肠道缺血再灌注(I/R)损伤是临床常见的急症，氧化应激是其重要机制之一。Science曾报道，乙醛脱氢酶2(ALDH2)能够催化醛类代谢，进而抑制氧化应激，减轻心肌I/R。申请人既往也证实在肠道I/R中激活ALDH2具有保护作用(已发表,IF=5.016)，但具体机制仍需更多研究。在前期研究中，利用蛋白质组iTRAQ方法筛选出488个差异蛋白，生物信息学分析显示，一部分蛋白可以和以往机制对应，而另一部分则包含了从未报道过的分子(如Nme2、Gpd1l、Mtch1)。为进一步研究这些蛋白在肠道I/R的作用，本项目拟从细胞、动物、临床样本三个层面，用WB、ELISA和PCR等技术验证表达情况，并通过干预差异蛋白的表达，观测其对肠道I/R的影响，阐明差异蛋白在ALDH2激活后减轻肠道I/R损伤的作用机制。这些研究将为完善肠道I/R发病机制提供新视野，并为探索干预手段提供新的研究靶点。

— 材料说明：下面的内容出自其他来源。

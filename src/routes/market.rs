//! # routes::market
//!
//! **Market Feed** — snapshot อ่านราคา + ควบคุม session ของ Feed

use axum::{
    extract::{Path, State},
    response::IntoResponse,
    Json,
};
use serde::Deserialize;
use serde_json::json;
use tracing::info;

use crate::{
    engine::{catalog, FeedMode},
    error::AppError,
    events::WsEvent,
    state::SharedState,
};

#[derive(Debug, Default, Deserialize)]
pub struct ConnectRequest {
    /// Missing = every catalog symbol.
    #[serde(default)]
    pub symbols: Option<Vec<String>>,
}

#[derive(Debug, Deserialize)]
pub struct ModeRequest {
    pub mode: String,
}

/// GET /api/health — liveness + feed / ledger summary
pub async fn health(State(state): State<SharedState>) -> impl IntoResponse {
    let feed      = state.feed.status().await;
    let portfolio = state.portfolio().await;
    let uptime    = (chrono::Utc::now() - state.started_at).num_seconds();

    Json(json!({
        "ok":          true,
        "status":      "healthy",
        "uptime_secs": uptime,
        "feed":        feed,
        "mentor":      state.mentor.name(),
        "cash":        portfolio.cash,
        "equity":      portfolio.equity,
        "positions":   portfolio.positions.len(),
    }))
}

/// GET /api/market/instruments
pub async fn list_instruments(State(state): State<SharedState>) -> impl IntoResponse {
    let snapshot = state.feed.snapshot().await;
    Json(json!({
        "ok":          true,
        "count":       snapshot.instruments.len(),
        "instruments": snapshot.instruments,
    }))
}

/// GET /api/market/instruments/:id
pub async fn get_instrument(
    State(state): State<SharedState>,
    Path(id): Path<String>,
) -> Result<impl IntoResponse, AppError> {
    let id = id.to_uppercase();
    let instrument = state
        .feed
        .instrument(&id)
        .await
        .ok_or_else(|| AppError::NotFound(format!("instrument {id}")))?;

    Ok(Json(json!({ "ok": true, "instrument": instrument })))
}

/// GET /api/market/alerts — recent large-trade alerts, oldest first
pub async fn get_alerts(State(state): State<SharedState>) -> impl IntoResponse {
    let alerts = state.feed.recent_alerts().await;
    Json(json!({ "ok": true, "count": alerts.len(), "alerts": alerts }))
}

/// POST /api/market/connect — (re)start the feed session
pub async fn connect(
    State(state): State<SharedState>,
    body: Option<Json<ConnectRequest>>,
) -> impl IntoResponse {
    let request = body.map(|Json(r)| r).unwrap_or_default();
    let symbols = request.symbols.unwrap_or_else(catalog::default_symbols);

    let status = state.feed.connect(&symbols).await;
    state.broadcast(&WsEvent::FeedStatusChanged { status: status.clone() });

    Json(json!({ "ok": true, "status": status }))
}

/// POST /api/market/disconnect
pub async fn disconnect(State(state): State<SharedState>) -> impl IntoResponse {
    state.feed.disconnect().await;
    let status = state.feed.status().await;
    state.broadcast(&WsEvent::FeedStatusChanged { status: status.clone() });

    Json(json!({ "ok": true, "status": status }))
}

/// POST /api/market/mode — switch live ↔ simulation, rebuild, reconnect
pub async fn set_mode(
    State(state): State<SharedState>,
    Json(request): Json<ModeRequest>,
) -> Result<impl IntoResponse, AppError> {
    let mode: FeedMode = request.mode.parse().map_err(AppError::BadRequest)?;

    state.feed.set_mode(mode).await;
    let status = state.feed.connect(&catalog::default_symbols()).await;
    info!(mode = ?mode, "🔀 Feed mode switched via API");
    state.broadcast(&WsEvent::FeedStatusChanged { status: status.clone() });

    Ok(Json(json!({ "ok": true, "status": status })))
}

#[cfg(test)]
mod tests {
    use std::sync::Arc;

    use axum::http::StatusCode;
    use serde_json::json;

    use crate::routes::{build_router, test_support::*};

    #[tokio::test]
    async fn test_instruments_and_lookup() {
        let app = build_router(test_state(Arc::new(CannedMentor::default())));

        let (status, body) = send(&app, "GET", "/api/market/instruments", None).await;
        assert_eq!(status, StatusCode::OK);
        assert_eq!(body["count"], 11);

        let (status, body) = send(&app, "GET", "/api/market/instruments/btcusdt", None).await;
        assert_eq!(status, StatusCode::OK);
        assert_eq!(body["instrument"]["price"], 94_850.0);
        assert_eq!(body["instrument"]["history"].as_array().unwrap().len(), 20);

        let (status, body) = send(&app, "GET", "/api/market/instruments/DOGEUSDT", None).await;
        assert_eq!(status, StatusCode::NOT_FOUND);
        assert_eq!(body["ok"], false);
    }

    #[tokio::test]
    async fn test_connect_mode_and_disconnect() {
        let state = test_state(Arc::new(CannedMentor::default()));
        let app = build_router(state.clone());

        let (status, body) = send(&app, "POST", "/api/market/connect", Some(json!({ "symbols": ["BTCUSDT", "TSLA"] }))).await;
        assert_eq!(status, StatusCode::OK);
        assert_eq!(body["status"]["active"], true);
        assert_eq!(body["status"]["live"], json!(["BTCUSDT"]));
        assert_eq!(body["status"]["synthetic"], json!(["TSLA"]));

        let (status, body) = send(&app, "POST", "/api/market/mode", Some(json!({ "mode": "simulation" }))).await;
        assert_eq!(status, StatusCode::OK);
        assert_eq!(body["status"]["mode"], "SIMULATION");
        assert_eq!(body["status"]["live"], json!([]));

        let (status, _) = send(&app, "POST", "/api/market/mode", Some(json!({ "mode": "paper" }))).await;
        assert_eq!(status, StatusCode::BAD_REQUEST);

        let (_, body) = send(&app, "POST", "/api/market/disconnect", None).await;
        assert_eq!(body["status"]["active"], false);
        assert!(!state.feed.status().await.active);
    }

    #[tokio::test]
    async fn test_health_reports_ledger() {
        let app = build_router(test_state(Arc::new(CannedMentor::default())));
        let (status, body) = send(&app, "GET", "/api/health", None).await;
        assert_eq!(status, StatusCode::OK);
        assert_eq!(body["cash"], 100_000.0);
        assert_eq!(body["mentor"], "canned");
    }
}
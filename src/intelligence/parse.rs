//! # intelligence::parse — แปลง AI response เป็น struct
//!
//! Models wrap JSON in prose or code fences often enough that every
//! structured answer goes through [`clean_json`] before `serde_json`.

use serde::Deserialize;

use super::{Lesson, LessonStep, ProposalKind, ProviderError, TradeProposal};

/// Strip code fences and cut out the outermost JSON object or array,
/// whichever starts first.
pub fn clean_json(text: &str) -> String {
    let cleaned = text.replace("```json", "").replace("```", "");
    let cleaned = cleaned.trim();
    if cleaned.is_empty() {
        return "{}".to_string();
    }

    let object = cleaned.find('{').zip(cleaned.rfind('}'));
    let array  = cleaned.find('[').zip(cleaned.rfind(']'));

    let span = match (object, array) {
        (Some(o), Some(a)) => if o.0 < a.0 { Some(o) } else { Some(a) },
        (Some(o), None)    => Some(o),
        (None, Some(a))    => Some(a),
        (None, None)       => None,
    };

    match span {
        Some((start, end)) if start <= end => cleaned[start..=end].to_string(),
        _ => cleaned.to_string(),
    }
}

// ─── Trade proposal ───────────────────────────────────────────────────────────

#[derive(Debug, Deserialize)]
#[serde(rename_all = "camelCase")]
struct MentorJson {
    #[serde(default)]
    terminal_output: Option<String>,
    #[serde(default)]
    trade_action:    Option<TradeActionJson>,
}

#[derive(Debug, Deserialize)]
struct TradeActionJson {
    #[serde(rename = "type")]
    kind:   String,
    #[serde(default)]
    amount: Option<f64>,
    #[serde(default)]
    symbol: Option<String>,
}

/// Parse a mentor answer. `Ok(None)` when the mentor declines to trade.
/// A missing symbol falls back to `default_symbol`.
pub fn parse_proposal(text: &str, default_symbol: &str) -> Result<Option<TradeProposal>, ProviderError> {
    let cleaned = clean_json(text);
    let parsed: MentorJson = serde_json::from_str(&cleaned)
        .map_err(|e| ProviderError::Malformed(format!("{e}: {cleaned}")))?;

    let Some(action) = parsed.trade_action else {
        return Ok(None);
    };

    let kind = match action.kind.trim().to_uppercase().as_str() {
        "BUY"  => ProposalKind::Buy,
        "SELL" => ProposalKind::Sell,
        "CLOSE" => ProposalKind::Close,
        "NONE" | "" => return Ok(None),
        other => return Err(ProviderError::Malformed(format!("unknown trade action type '{other}'"))),
    };

    let quantity = action
        .amount
        .ok_or_else(|| ProviderError::Malformed("trade action without amount".to_string()))?;

    let symbol = action
        .symbol
        .map(|s| s.trim().to_uppercase())
        .filter(|s| !s.is_empty())
        .unwrap_or_else(|| default_symbol.to_string());

    Ok(Some(TradeProposal { kind, symbol, quantity, note: parsed.terminal_output }))
}

// ─── Lesson ───────────────────────────────────────────────────────────────────

#[derive(Debug, Deserialize)]
struct LessonJson {
    #[serde(default)]
    topic: Option<String>,
    steps: Vec<LessonStep>,
}

pub fn parse_lesson(text: &str, requested_topic: &str) -> Result<Lesson, ProviderError> {
    let cleaned = clean_json(text);
    let parsed: LessonJson = serde_json::from_str(&cleaned)
        .map_err(|e| ProviderError::Malformed(format!("{e}: {cleaned}")))?;

    if parsed.steps.is_empty() {
        return Err(ProviderError::Malformed("lesson has no steps".to_string()));
    }

    Ok(Lesson {
        topic: parsed
            .topic
            .filter(|t| !t.trim().is_empty())
            .unwrap_or_else(|| requested_topic.to_string()),
        steps: parsed.steps,
    })
}
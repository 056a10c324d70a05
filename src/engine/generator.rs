//! # engine::generator
//!
//! **Price Generator** — ราคาถัดไปของทุก Instrument ในแต่ละ Tick
//!
//! ## Two sources
//! ```text
//! Live      → parse_ticker()     Binance 24hrTicker frame → InstrumentUpdate
//! Synthetic → synthetic_update() price × (1 + shock), shock ∈ [-vol/2, +vol/2]
//! ```
//!
//! Both return the same partial-update shape so the aggregator never needs to
//! know where a price came from.

use rand::Rng;
use serde::Deserialize;

use crate::models::{InstrumentUpdate, Trend};

/// Above this absolute 24h change a live instrument is flagged volatile.
const HIGH_VOLATILITY_PCT: f64 = 5.0;
/// Price within 2% of the 24h high counts as "near highs".
const NEAR_HIGH_RATIO: f64 = 0.98;

pub const SYNTHETIC_INDICATOR: &str = "Synthetic Real-Time";

// ─── Live Ticker ──────────────────────────────────────────────────────────────

/// Binance `<symbol>@ticker` payload (only the fields we read).
/// Binance ส่งตัวเลขมาเป็น String ทั้งหมด
#[derive(Debug, Deserialize)]
struct TickerEvent {
    #[serde(rename = "e")]
    event_type: String,
    #[serde(rename = "s")]
    symbol: String,
    #[serde(rename = "c")]
    last_price: String,
    #[serde(rename = "P")]
    change_pct: String,
    #[serde(rename = "h", default)]
    high: Option<String>,
}

/// Raw stream frames arrive bare; combined-stream frames wrap them in `data`.
#[derive(Debug, Deserialize)]
#[serde(untagged)]
enum TickerFrame {
    Combined { data: TickerEvent },
    Raw(TickerEvent),
}

/// Parse one live message into an update.
///
/// Returns `None` for anything unusable (bad JSON, missing fields, a
/// different event type, unparsable or negative numbers). The caller drops
/// the frame.
pub fn parse_ticker(text: &str) -> Option<InstrumentUpdate> {
    let event = match serde_json::from_str::<TickerFrame>(text).ok()? {
        TickerFrame::Combined { data } => data,
        TickerFrame::Raw(event) => event,
    };

    if event.event_type != "24hrTicker" {
        return None;
    }

    let price: f64  = parse_number(&event.last_price)?;
    let change: f64 = event.change_pct.trim().parse().ok().filter(|c: &f64| c.is_finite())?;
    if price < 0.0 {
        return None;
    }

    let mut indicators = vec![if change.abs() > HIGH_VOLATILITY_PCT {
        "High Volatility".to_string()
    } else {
        "Stable".to_string()
    }];
    if let Some(high) = event.high.as_deref().and_then(parse_number) {
        indicators.push(if price > high * NEAR_HIGH_RATIO {
            "Near Highs".to_string()
        } else {
            "Retracing".to_string()
        });
    }

    Some(InstrumentUpdate {
        id:         event.symbol.to_uppercase(),
        price:      Some(price),
        change_24h: Some(change),
        trend:      Some(Trend::from_change(change)),
        indicators: Some(indicators),
        history:    None,
    })
}

fn parse_number(raw: &str) -> Option<f64> {
    raw.trim().parse::<f64>().ok().filter(|v| v.is_finite())
}

// ─── Synthetic Random Walk ────────────────────────────────────────────────────

/// One multiplicative random-walk step: `price × (1 + shock)`.
pub fn synthetic_step<R: Rng + ?Sized>(price: f64, volatility: f64, rng: &mut R) -> f64 {
    let half = volatility.abs() / 2.0;
    let shock = rng.gen_range(-half..=half);
    price * (1.0 + shock)
}

/// Next synthetic update for an instrument currently at `price`.
///
/// `floor_ratio` keeps the walk from collapsing: the price never goes below
/// `seed_price × floor_ratio`. The 24h change is measured against the seed and
/// rounded to two decimals.
pub fn synthetic_update<R: Rng + ?Sized>(
    id:          &str,
    price:       f64,
    seed_price:  f64,
    volatility:  f64,
    floor_ratio: f64,
    rng:         &mut R,
) -> InstrumentUpdate {
    let floor = seed_price * floor_ratio.max(0.0);
    let next  = synthetic_step(price, volatility, rng).max(floor).max(0.0);

    let change = if seed_price > 0.0 {
        round2((next - seed_price) / seed_price * 100.0)
    } else {
        0.0
    };

    InstrumentUpdate {
        id:         id.to_string(),
        price:      Some(next),
        change_24h: Some(change),
        trend:      Some(Trend::from_change(change)),
        indicators: Some(vec![SYNTHETIC_INDICATOR.to_string()]),
        history:    None,
    }
}

fn round2(v: f64) -> f64 {
    (v * 100.0).round() / 100.0
}

// ─── Tests ────────────────────────────────────────────────────────────────────
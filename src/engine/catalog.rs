//! # engine::catalog
//!
//! The fixed instrument universe and the rule that decides which leg (live or
//! synthetic) prices each symbol.

use serde::{Deserialize, Serialize};

use crate::models::{AssetClass, Instrument};

/// Symbols ending with this suffix are priced by the live ticker stream.
pub const LIVE_SUFFIX: &str = "USDT";

// ─── FeedMode ─────────────────────────────────────────────────────────────────

#[derive(Debug, Clone, Copy, PartialEq, Eq, Serialize, Deserialize)]
#[serde(rename_all = "SCREAMING_SNAKE_CASE")]
pub enum FeedMode {
    /// Crypto from the live exchange stream, everything else synthetic.
    Live,
    /// Every instrument synthetic. No network.
    Simulation,
}

impl std::str::FromStr for FeedMode {
    type Err = String;

    fn from_str(s: &str) -> Result<Self, Self::Err> {
        match s.to_lowercase().as_str() {
            "live"       => Ok(FeedMode::Live),
            "simulation" => Ok(FeedMode::Simulation),
            other => Err(format!("unknown feed mode '{other}', use 'live' or 'simulation'")),
        }
    }
}

// ─── Catalog ──────────────────────────────────────────────────────────────────

#[derive(Debug, Clone, Copy)]
pub struct CatalogEntry {
    pub id:          &'static str,
    pub ticker:      &'static str,
    pub name:        &'static str,
    pub asset_class: AssetClass,
    /// `0.0` = no seed; the instrument is illiquid until its first live tick.
    pub seed_price:  f64,
    /// Starting price when the whole catalog is simulated.
    pub sim_seed:    f64,
    /// Random-walk volatility used whenever the instrument is ticked
    /// synthetically.
    pub volatility:  f64,
}

pub const CATALOG: &[CatalogEntry] = &[
    // ── Crypto (live leg) ─────────────────────────────────────────────────────
    CatalogEntry { id: "BTCUSDT", ticker: "BTCUSDT", name: "Bitcoin",  asset_class: AssetClass::Crypto, seed_price: 94_850.00, sim_seed: 94_850.00, volatility: 0.002 },
    CatalogEntry { id: "ETHUSDT", ticker: "ETHUSDT", name: "Ethereum", asset_class: AssetClass::Crypto, seed_price: 2_450.15,  sim_seed: 2_450.15, volatility: 0.003 },
    CatalogEntry { id: "SOLUSDT", ticker: "SOLUSDT", name: "Solana",   asset_class: AssetClass::Crypto, seed_price: 145.60,    sim_seed: 145.60, volatility: 0.005 },
    CatalogEntry { id: "BNBUSDT", ticker: "BNBUSDT", name: "BNB",      asset_class: AssetClass::Crypto, seed_price: 0.0,       sim_seed: 612.40, volatility: 0.003 },
    CatalogEntry { id: "XRPUSDT", ticker: "XRPUSDT", name: "XRP",      asset_class: AssetClass::Crypto, seed_price: 0.0,       sim_seed: 2.35, volatility: 0.004 },
    // ── Forex ─────────────────────────────────────────────────────────────────
    CatalogEntry { id: "EURUSD", ticker: "EUR/USD", name: "Euro / US Dollar",  asset_class: AssetClass::Forex, seed_price: 1.0825, sim_seed: 1.0825, volatility: 0.0001 },
    CatalogEntry { id: "GBPUSD", ticker: "GBP/USD", name: "Pound / US Dollar", asset_class: AssetClass::Forex, seed_price: 1.2640, sim_seed: 1.2640, volatility: 0.0001 },
    // ── Equities ──────────────────────────────────────────────────────────────
    CatalogEntry { id: "TSLA", ticker: "TSLA", name: "Tesla Inc.",  asset_class: AssetClass::Equity, seed_price: 218.50, sim_seed: 218.50, volatility: 0.50 },
    CatalogEntry { id: "NVDA", ticker: "NVDA", name: "NVIDIA Corp", asset_class: AssetClass::Equity, seed_price: 135.40, sim_seed: 135.40, volatility: 1.20 },
    CatalogEntry { id: "AAPL", ticker: "AAPL", name: "Apple Inc.",  asset_class: AssetClass::Equity, seed_price: 192.30, sim_seed: 192.30, volatility: 0.30 },
    // ── Commodities ───────────────────────────────────────────────────────────
    CatalogEntry { id: "XAUUSD", ticker: "GOLD", name: "Gold / US Dollar", asset_class: AssetClass::Commodity, seed_price: 2_742.80, sim_seed: 2_742.80, volatility: 0.80 },
];

impl CatalogEntry {
    /// Seed price under `mode`. Only simulation seeds the live-only coins.
    pub fn seed(&self, mode: FeedMode) -> f64 {
        match mode {
            FeedMode::Live       => self.seed_price,
            FeedMode::Simulation => self.sim_seed,
        }
    }
}

pub fn lookup(id: &str) -> Option<&'static CatalogEntry> {
    CATALOG.iter().find(|e| e.id == id)
}

/// Does `symbol` belong to the live leg under `mode`?
pub fn is_live_symbol(symbol: &str, mode: FeedMode) -> bool {
    mode == FeedMode::Live && symbol.ends_with(LIVE_SUFFIX)
}

/// Synthetic instruments ticked when `connect` gets no usable synthetic symbol.
pub fn default_synthetic(mode: FeedMode) -> Vec<String> {
    CATALOG
        .iter()
        .filter(|e| !is_live_symbol(e.id, mode) && e.seed(mode) > 0.0)
        .map(|e| e.id.to_string())
        .collect()
}

/// Every symbol the dashboard offers by default.
pub fn default_symbols() -> Vec<String> {
    CATALOG.iter().map(|e| e.id.to_string()).collect()
}

/// Build the instrument map from scratch. Called at start-up and on every
/// mode switch.
pub fn build_instruments(history_capacity: usize, mode: FeedMode) -> Vec<Instrument> {
    CATALOG
        .iter()
        .map(|e| Instrument::new(e.id, e.ticker, e.name, e.asset_class, e.seed(mode), history_capacity))
        .collect()
}
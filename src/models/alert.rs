//! # models::alert
//!
//! Large-trade ("whale") notifications synthesized by the feed.

use std::collections::VecDeque;

use chrono::{DateTime, Utc};
use serde::{Deserialize, Serialize};
use uuid::Uuid;

#[derive(Debug, Clone, Copy, PartialEq, Eq, Serialize, Deserialize)]
#[serde(rename_all = "SCREAMING_SNAKE_CASE")]
pub enum AlertSide {
    Buy,
    Sell,
}

#[derive(Debug, Clone, PartialEq, Serialize, Deserialize)]
pub struct Alert {
    pub id:        Uuid,
    pub symbol:    String,
    pub side:      AlertSide,
    /// Notional size in quote currency.
    pub size:      f64,
    pub timestamp: DateTime<Utc>,
}

/// Bounded buffer of recent alerts, oldest evicted first.
#[derive(Debug, Clone)]
pub struct AlertLog {
    capacity: usize,
    alerts:   VecDeque<Alert>,
}

impl AlertLog {
    pub fn new(capacity: usize) -> Self {
        Self {
            capacity: capacity.max(1),
            alerts:   VecDeque::with_capacity(capacity.max(1) + 1),
        }
    }

    pub fn push(&mut self, alert: Alert) {
        if self.alerts.len() >= self.capacity {
            self.alerts.pop_front();
        }
        self.alerts.push_back(alert);
    }

    /// Oldest first.
    pub fn snapshot(&self) -> Vec<Alert> {
        self.alerts.iter().cloned().collect()
    }
}

#[cfg(test)]
mod tests {
    use super::*;

    #[test]
    fn test_alert_log_is_bounded() {
        let mut log = AlertLog::new(2);
        for symbol in ["A", "B", "C"] {
            log.push(Alert {
                id:        Uuid::new_v4(),
                symbol:    symbol.into(),
                side:      AlertSide::Buy,
                size:      100_000.0,
                timestamp: Utc::now(),
            });
        }
        let symbols: Vec<_> = log.snapshot().into_iter().map(|a| a.symbol).collect();
        assert_eq!(symbols, vec!["B", "C"]);
    }
}
//! # models::command
//!
//! [`TradeCommand`] — คำสั่งเทรดที่ Ledger รับ ไม่ว่าจะมาจาก user หรือจาก AI
//! mentor ก็ต้องผ่าน validation ชุดเดียวกัน

use serde::{Deserialize, Serialize};

use crate::models::position::Side;

#[derive(Debug, Clone, Copy, PartialEq, Eq, Serialize, Deserialize)]
#[serde(rename_all = "SCREAMING_SNAKE_CASE")]
pub enum CommandKind {
    OpenLong,
    OpenShort,
    Close,
}

impl CommandKind {
    /// Side a command opens. `None` for CLOSE.
    pub fn opening_side(self) -> Option<Side> {
        match self {
            CommandKind::OpenLong  => Some(Side::Long),
            CommandKind::OpenShort => Some(Side::Short),
            CommandKind::Close     => None,
        }
    }
}

#[derive(Debug, Clone, PartialEq, Serialize, Deserialize)]
pub struct TradeCommand {
    pub kind:     CommandKind,
    pub symbol:   String,
    pub quantity: f64,
    /// CLOSE only: which side to close when both are open. Without it the
    /// oldest position for the symbol is closed.
    #[serde(default, skip_serializing_if = "Option::is_none")]
    pub side:     Option<Side>,
}

impl TradeCommand {
    pub fn open_long(symbol: &str, quantity: f64) -> Self {
        Self { kind: CommandKind::OpenLong, symbol: symbol.to_string(), quantity, side: None }
    }

    pub fn open_short(symbol: &str, quantity: f64) -> Self {
        Self { kind: CommandKind::OpenShort, symbol: symbol.to_string(), quantity, side: None }
    }

    pub fn close(symbol: &str, quantity: f64) -> Self {
        Self { kind: CommandKind::Close, symbol: symbol.to_string(), quantity, side: None }
    }
}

肠道缺血再灌注（I/R）损伤是指肠道的血流中断一段时间后，再次恢复血流时，组织细胞功能损伤进一步加重的情况。肠道缺血再灌注损伤是临床常见的急症，氧化应激是其重要机制之一。既往研究发现乙醛脱氢酶2（ALDH2）能够减轻氧化应激，减轻心肌缺血损伤。本申请人前期发表文章也证实，激活ALDH2可减轻肠道I/R。本项目利用蛋白质组学技术，筛选出488个与ALDH2相关的差异蛋白，生物信息学发现，PTEN induced putative kinase 1（PINK1）蛋白是重要的候选蛋白。细胞实验提示，PINK1主要定位于线粒体，介导细胞线粒体自噬，在I/R状态下呈高表达趋势，ALDH2表达和PINK1表达呈显著负相关。下载KEGG线粒体自噬相关的所有基因后，经过热图和聚类分析发现，自噬相关基因在I/R组整体呈高表达状态，且聚类状态可正确区分对照组和I/R组。在Caco-2细胞中，使用ALDH2激活剂Alda-1（20 μmol/L）可显著下调PINK1表达，抑制PINK1与细胞色素c氧化酶IV（COX IV）共定位，减少细胞凋亡和降低线粒体电势，进而抑制线粒体自噬，以减轻I/R损伤。而使用自噬诱导剂（CCCP）能显著上调PINK1表达，部分逆转PINK1与COX IV共定位，增加细胞凋亡和升高线粒体电势，减弱ALDH2激活引起的保护作用。使用ALDH2抑制剂Daidzin（60 μmol/L）可显著上调PINK1表达，增加PINK1与COX IV共定位，增加细胞凋亡和升高线粒体电势，继而促进线粒体自噬，以增加I/R损伤。而使用自噬抑制剂氯喹（Chloroquine）能显著降低PINK1表达，部分抑制PINK1与COX IV共定位，减轻细胞凋亡和降低线粒体电势，进而减弱ALDH2抑制引起的损伤作用。通过以上研究，本项目发现ALDH2通过下调PINK1，减弱线粒体自噬，降低肠道缺血再灌注损伤。ALDH2通过PINK1/线粒体自噬途径减轻肠道缺血再灌注损伤的相关文章在国内较少有人报道，本项目内容具有一定的创新性，能为临床治疗肠道缺血再灌注提供新的选择，并对预防该疾病提供新的线索。